Proper Running Form and Muscular Efficiency

If you have already read about our 4 laws of training then you have an idea of what our training system is all about. If you have not read them yet we recommend you check them out first. Either way here is our take on running form and how to train for it.

Wherever you look for training to become a better and faster runner, you will always hear about proper running form. Why is form so important? First off I would like to say that at runwithpower we do not argue the fact that proper running form certainly will improve your running. We differ from most trainers and coaches as to exactly what proper running “form” is. Let me demonstrate this in as few words as possible (a series of books could literally be published on this topic). Most running and speed coaches will try to “teach” athletes what to do with their arms, their knees, their posture, their ankles, so on and so forth, in order to achieve what we would say is the most efficient running stride possible. It’s not hard to recognize when some has improper running form. You literally can see it in the fact that when you watch any group of people running side by side, they all look different.

If there is such thing as the “most efficient stride” then it will look just about the same in every person, doesn’t matter if they areIMG_1565 tall, short, or whatever. If you have been reading about our training philosophy up to this point, maybe you have begun to pick up on our reasoning that when we talk about the correct anatomical position on the structural joints and full range of motion due to an efficient muscular system, when training according to the 4 Laws we have described, all this translates to correct running form.

So in effect, we don’t necessarily believe that you can teach someone proper running form, especially if their muscular system has inefficiencies that affect how their skeletal system is positioned and literally moves. You have to train the body according to the 4 Laws of training we have described in order to allow the body to naturally begin to run with better, more efficient form.

An analogy we use frequently is comparing the body to a car. Think of the alignment of a car’s wheels and how the performance of a car might be affected if the wheels were slightly, or drastically, off.
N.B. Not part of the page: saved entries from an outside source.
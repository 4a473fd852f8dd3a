//! Persistence layer for emtrack
//!
//! Provides:
//! - Audit log (append-only transition trail)
//! - Session and batch snapshots (JSON, keyed by entity id)

mod audit;
mod sqlite;
mod traits;

pub use audit::*;
pub use sqlite::*;
pub use traits::*;

use thiserror::Error;

/// Store errors
#[derive(Debug, Error)]
pub enum StoreError {
    #[error("Database error: {0}")]
    Database(String),

    #[error("Serialization error: {0}")]
    Serialization(String),

    #[error("IO error: {0}")]
    Io(#[from] std::io::Error),

    #[error("Not found: {0}")]
    NotFound(String),
}

impl From<rusqlite::Error> for StoreError {
    fn from(e: rusqlite::Error) -> Self {
        StoreError::Database(e.to_string())
    }
}

impl From<serde_json::Error> for StoreError {
    fn from(e: serde_json::Error) -> Self {
        StoreError::Serialization(e.to_string())
    }
}

pub type StoreResult<T> = Result<T, StoreError>;
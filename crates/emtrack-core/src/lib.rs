//! Core state machines for emtrack
//!
//! This crate is the heart of the monitoring core, containing:
//! - Schedule expansion (recurrence rule -> future session skeletons)
//! - Session lifecycle (media verification -> exposure -> incubation hand-off)
//! - Incubation lifecycle (two temperature-controlled stages with 24h gates)
//! - The entity registry that dispatches operator commands and appends
//!   audit events
//!
//! All transitions are synchronous single-writer value transformations;
//! time-gated checks read from one injected clock.

pub mod expander;
pub mod incubation;
mod registry;
pub mod session;

pub use registry::*;
//! In-process fake sentinels shared by the unit tests.

use std::collections::{HashMap, VecDeque};
use std::future::Future;
use std::io;
use std::sync::Arc;
use std::sync::atomic::{AtomicUsize, Ordering};
use std::time::Duration;

use parking_lot::Mutex;
use tokio::io::{AsyncBufReadExt, AsyncRead, AsyncWrite, AsyncWriteExt, BufStream, DuplexStream};
use tokio::net::TcpListener;
use tokio::time::timeout;

use super::connector::Connector;
use crate::protocol::{MasterAddr, Reply, read_multi_bulk};

/// How long the fake waits for bytes of a pipelined request before replying
const PIPELINE_PROBE: Duration = Duration::from_millis(15);

/// What a fake sentinel connection does.
#[derive(Debug, Clone, Copy, PartialEq, Eq)]
pub enum Behavior {
    /// Answer every request from the master table
    Answer,
    /// Answer `n` requests, then close the connection
    AnswerThenClose(usize),
    /// Read requests, never answer
    Hang,
    /// Answer with a reply that breaks bulk framing
    Garble,
    /// Misstate the host length in the first reply, answer correctly after
    MisframeFirst,
    /// Answer with an absurd multi-bulk count
    HugeCount,
    /// Refuse the dial
    Refuse,
}

/// Ordering record kept by the fake sentinel.
#[derive(Debug, Clone, PartialEq, Eq)]
pub enum Record {
    Request(String),
    /// Logged just before the reply is written
    Reply(String),
    /// Bytes of another request arrived before the reply was written
    Interleaved,
}

pub type Masters = Arc<HashMap<String, MasterAddr>>;

pub fn masters(entries: &[(&str, &str, u16)]) -> Masters {
    Arc::new(
        entries
            .iter()
            .map(|(name, host, port)| (name.to_string(), MasterAddr::new(*host, *port)))
            .collect(),
    )
}

/// Serve the sentinel side of one connection.
pub async fn serve_fake<S>(
    stream: S,
    behavior: Behavior,
    masters: Masters,
    log: Arc<Mutex<Vec<Record>>>,
    probe_pipelining: bool,
) where
    S: AsyncRead + AsyncWrite + Unpin,
{
    let mut stream = BufStream::new(stream);
    let mut answered = 0;

    loop {
        let (request, _) = read_multi_bulk(&mut stream).await;
        let name = match request {
            Ok(Reply::Bulks(parts)) if parts.len() == 3 => {
                String::from_utf8_lossy(&parts[2]).to_string()
            }
            _ => return,
        };
        log.lock().push(Record::Request(name.clone()));

        if behavior == Behavior::Hang {
            continue;
        }

        if probe_pipelining
            && let Ok(Ok(buf)) = timeout(PIPELINE_PROBE, stream.fill_buf()).await
            && !buf.is_empty()
        {
            log.lock().push(Record::Interleaved);
        }

        let reply = match (behavior, masters.get(&name)) {
            (Behavior::Garble, _) => b"*2\r\n+oops\r\n".to_vec(),
            (Behavior::HugeCount, _) => b"*9223372036854775807\r\n".to_vec(),
            (_, Some(addr)) => {
                let port = addr.port.to_string();
                let misframe = behavior == Behavior::MisframeFirst && answered == 0;
                format!(
                    "*2\r\n${}\r\n{}\r\n${}\r\n{}\r\n",
                    addr.host.len() + usize::from(misframe),
                    addr.host,
                    port.len(),
                    port
                )
                .into_bytes()
            }
            (_, None) => b"*-1\r\n".to_vec(),
        };
        log.lock().push(Record::Reply(name));
        if stream.write_all(&reply).await.is_err() || stream.flush().await.is_err() {
            return;
        }

        answered += 1;
        if let Behavior::AnswerThenClose(n) = behavior
            && answered >= n
        {
            return;
        }
    }
}

/// Connector handing out in-memory streams to fake sentinels.
///
/// Each dial consumes the next scripted [`Behavior`], falling back to the
/// default once the script is empty.
pub struct ScriptedConnector {
    script: Mutex<VecDeque<Behavior>>,
    fallback: Mutex<Behavior>,
    masters: Masters,
    pub log: Arc<Mutex<Vec<Record>>>,
    pub dialed: Mutex<Vec<String>>,
    dials: AtomicUsize,
    probe_pipelining: bool,
}

impl ScriptedConnector {
    pub fn new(script: &[Behavior], fallback: Behavior, masters: Masters) -> Arc<Self> {
        Arc::new(Self {
            script: Mutex::new(script.iter().copied().collect()),
            fallback: Mutex::new(fallback),
            masters,
            log: Arc::new(Mutex::new(Vec::new())),
            dialed: Mutex::new(Vec::new()),
            dials: AtomicUsize::new(0),
            probe_pipelining: false,
        })
    }

    pub fn probing(script: &[Behavior], fallback: Behavior, masters: Masters) -> Arc<Self> {
        let mut connector = Self::new(script, fallback, masters);
        if let Some(c) = Arc::get_mut(&mut connector) {
            c.probe_pipelining = true;
        }
        connector
    }

    pub fn set_fallback(&self, behavior: Behavior) {
        *self.fallback.lock() = behavior;
    }

    pub fn dials(&self) -> usize {
        self.dials.load(Ordering::SeqCst)
    }

    pub fn records(&self) -> Vec<Record> {
        self.log.lock().clone()
    }
}

impl Connector for Arc<ScriptedConnector> {
    type Stream = DuplexStream;

    fn connect(&self, addr: &str) -> impl Future<Output = io::Result<DuplexStream>> + Send {
        self.dials.fetch_add(1, Ordering::SeqCst);
        self.dialed.lock().push(addr.to_string());
        let behavior = self
            .script
            .lock()
            .pop_front()
            .unwrap_or(*self.fallback.lock());
        let masters = self.masters.clone();
        let log = self.log.clone();
        let probe = self.probe_pipelining;

        async move {
            if behavior == Behavior::Refuse {
                return Err(io::Error::new(
                    io::ErrorKind::ConnectionRefused,
                    "connection refused",
                ));
            }
            let (client, server) = tokio::io::duplex(4096);
            tokio::spawn(serve_fake(server, behavior, masters, log, probe));
            Ok(client)
        }
    }
}

/// Fake sentinel listening on a loopback port.
pub async fn spawn_tcp_sentinel(masters: Masters) -> (String, Arc<Mutex<Vec<Record>>>) {
    let listener = TcpListener::bind("127.0.0.1:0").await.unwrap();
    let addr = listener.local_addr().unwrap().to_string();
    let log = Arc::new(Mutex::new(Vec::new()));
    let task_log = log.clone();

    tokio::spawn(async move {
        while let Ok((socket, _)) = listener.accept().await {
            tokio::spawn(serve_fake(
                socket,
                Behavior::Answer,
                masters.clone(),
                task_log.clone(),
                false,
            ));
        }
    });

    (addr, log)
}

/// A loopback address nothing listens on.
pub async fn closed_addr() -> String {
    let listener = TcpListener::bind("127.0.0.1:0").await.unwrap();
    listener.local_addr().unwrap().to_string()
}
A sprinter could be compared to a high performance race car. A long distance runner might be comparable to any car driving thousands of miles. The point is, in the race car analogy, a serious accident could occur if the wheels weren’t aligned properly, or the engine might have to work significantly harder to accelerate a car with poorly aligned wheels. In the analogy of a long drive, they will wear out quickly if they are off, as well as you will get less gas milage over the course of a long trip, say if the tires were flat. The flat, misaligned wheels of a car can easily be compared to skeletal misalignments in our bodies that negatively affect our overall performance.
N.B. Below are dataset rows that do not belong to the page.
//! Process logger
//!
//! Backs the `log` facade for the tunnel binary. Lines follow the Redis
//! layout `pid:marker timestamp message`, where the marker encodes the
//! level, and go to stderr unless `logfile` names a file to append to.

use crate::config::TunnelConfig;
use log::{Level, LevelFilter, Log, Metadata, Record};
use parking_lot::Mutex;
use std::fs::{File, OpenOptions};
use std::io::Write;

/// Verbosity names accepted by the `loglevel` directive
#[derive(Debug, Clone, Copy, PartialEq, Eq)]
pub enum Verbosity {
    Debug,
    Verbose,
    Notice,
    Warning,
    Nothing,
}

impl Verbosity {
    /// Unrecognised names fall back to `notice`.
    pub fn parse(name: &str) -> Self {
        match name.to_lowercase().as_str() {
            "debug" => Self::Debug,
            "verbose" => Self::Verbose,
            "warning" => Self::Warning,
            "nothing" => Self::Nothing,
            _ => Self::Notice,
        }
    }

    pub fn level_filter(self) -> LevelFilter {
        match self {
            Self::Debug => LevelFilter::Debug,
            Self::Verbose | Self::Notice => LevelFilter::Info,
            Self::Warning => LevelFilter::Warn,
            Self::Nothing => LevelFilter::Off,
        }
    }
}

enum Sink {
    Stderr,
    File(Mutex<File>),
}

pub struct TunnelLogger {
    max_level: LevelFilter,
    sink: Sink,
}

impl TunnelLogger {
    pub fn new(config: &TunnelConfig) -> Self {
        Self {
            max_level: Verbosity::parse(&config.loglevel).level_filter(),
            sink: open_sink(&config.logfile),
        }
    }

    fn line(record: &Record) -> String {
        format!(
            "{}:{} {} {}\n",
            std::process::id(),
            marker(record.level()),
            timestamp(),
            record.args()
        )
    }
}

/// An unopenable log file degrades to stderr rather than failing startup.
fn open_sink(logfile: &str) -> Sink {
    if logfile.is_empty() {
        return Sink::Stderr;
    }
    match OpenOptions::new().create(true).append(true).open(logfile) {
        Ok(file) => Sink::File(Mutex::new(file)),
        Err(e) => {
            eprintln!("cannot open log file '{}', using stderr: {}", logfile, e);
            Sink::Stderr
        }
    }
}

fn marker(level: Level) -> char {
    match level {
        Level::Error => '!',
        Level::Warn => '#',
        Level::Info => '*',
        Level::Debug => '-',
        Level::Trace => '.',
    }
}

impl Log for TunnelLogger {
    fn enabled(&self, metadata: &Metadata) -> bool {
        metadata.level() <= self.max_level
    }

    fn log(&self, record: &Record) {
        if !self.enabled(record.metadata()) {
            return;
        }
        let line = Self::line(record);
        match &self.sink {
            Sink::Stderr => eprint!("{}", line),
            Sink::File(file) => {
                let _ = file.lock().write_all(line.as_bytes());
            }
        }
    }

    fn flush(&self) {
        if let Sink::File(file) = &self.sink {
            let _ = file.lock().flush();
        }
    }
}

/// Seconds since the epoch with millisecond precision
fn timestamp() -> String {
    use std::time::SystemTime;

    let now = SystemTime::now()
        .duration_since(SystemTime::UNIX_EPOCH)
        .unwrap_or_default();
    format!("{}.{:03}", now.as_secs(), now.subsec_millis())
}

/// Install the tunnel logger as the process-wide `log` backend.
pub fn init_logging(config: &TunnelConfig) -> Result<(), log::SetLoggerError> {
    let logger = TunnelLogger::new(config);
    let max_level = logger.max_level;
    log::set_boxed_logger(Box::new(logger))?;
    log::set_max_level(max_level);
    Ok(())
}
So our idea of running with proper form is similar to driving a finely tuned car. The difference is you can’t teach a car to realign its wheels. Adjustments have to be made to the actual car itself, just as we have to literally train our muscular system to reposition our joints in a manner that promotes more efficient movement. You can’t just teach someone to run with a more efficient stride. It must be a byproduct of efficient training.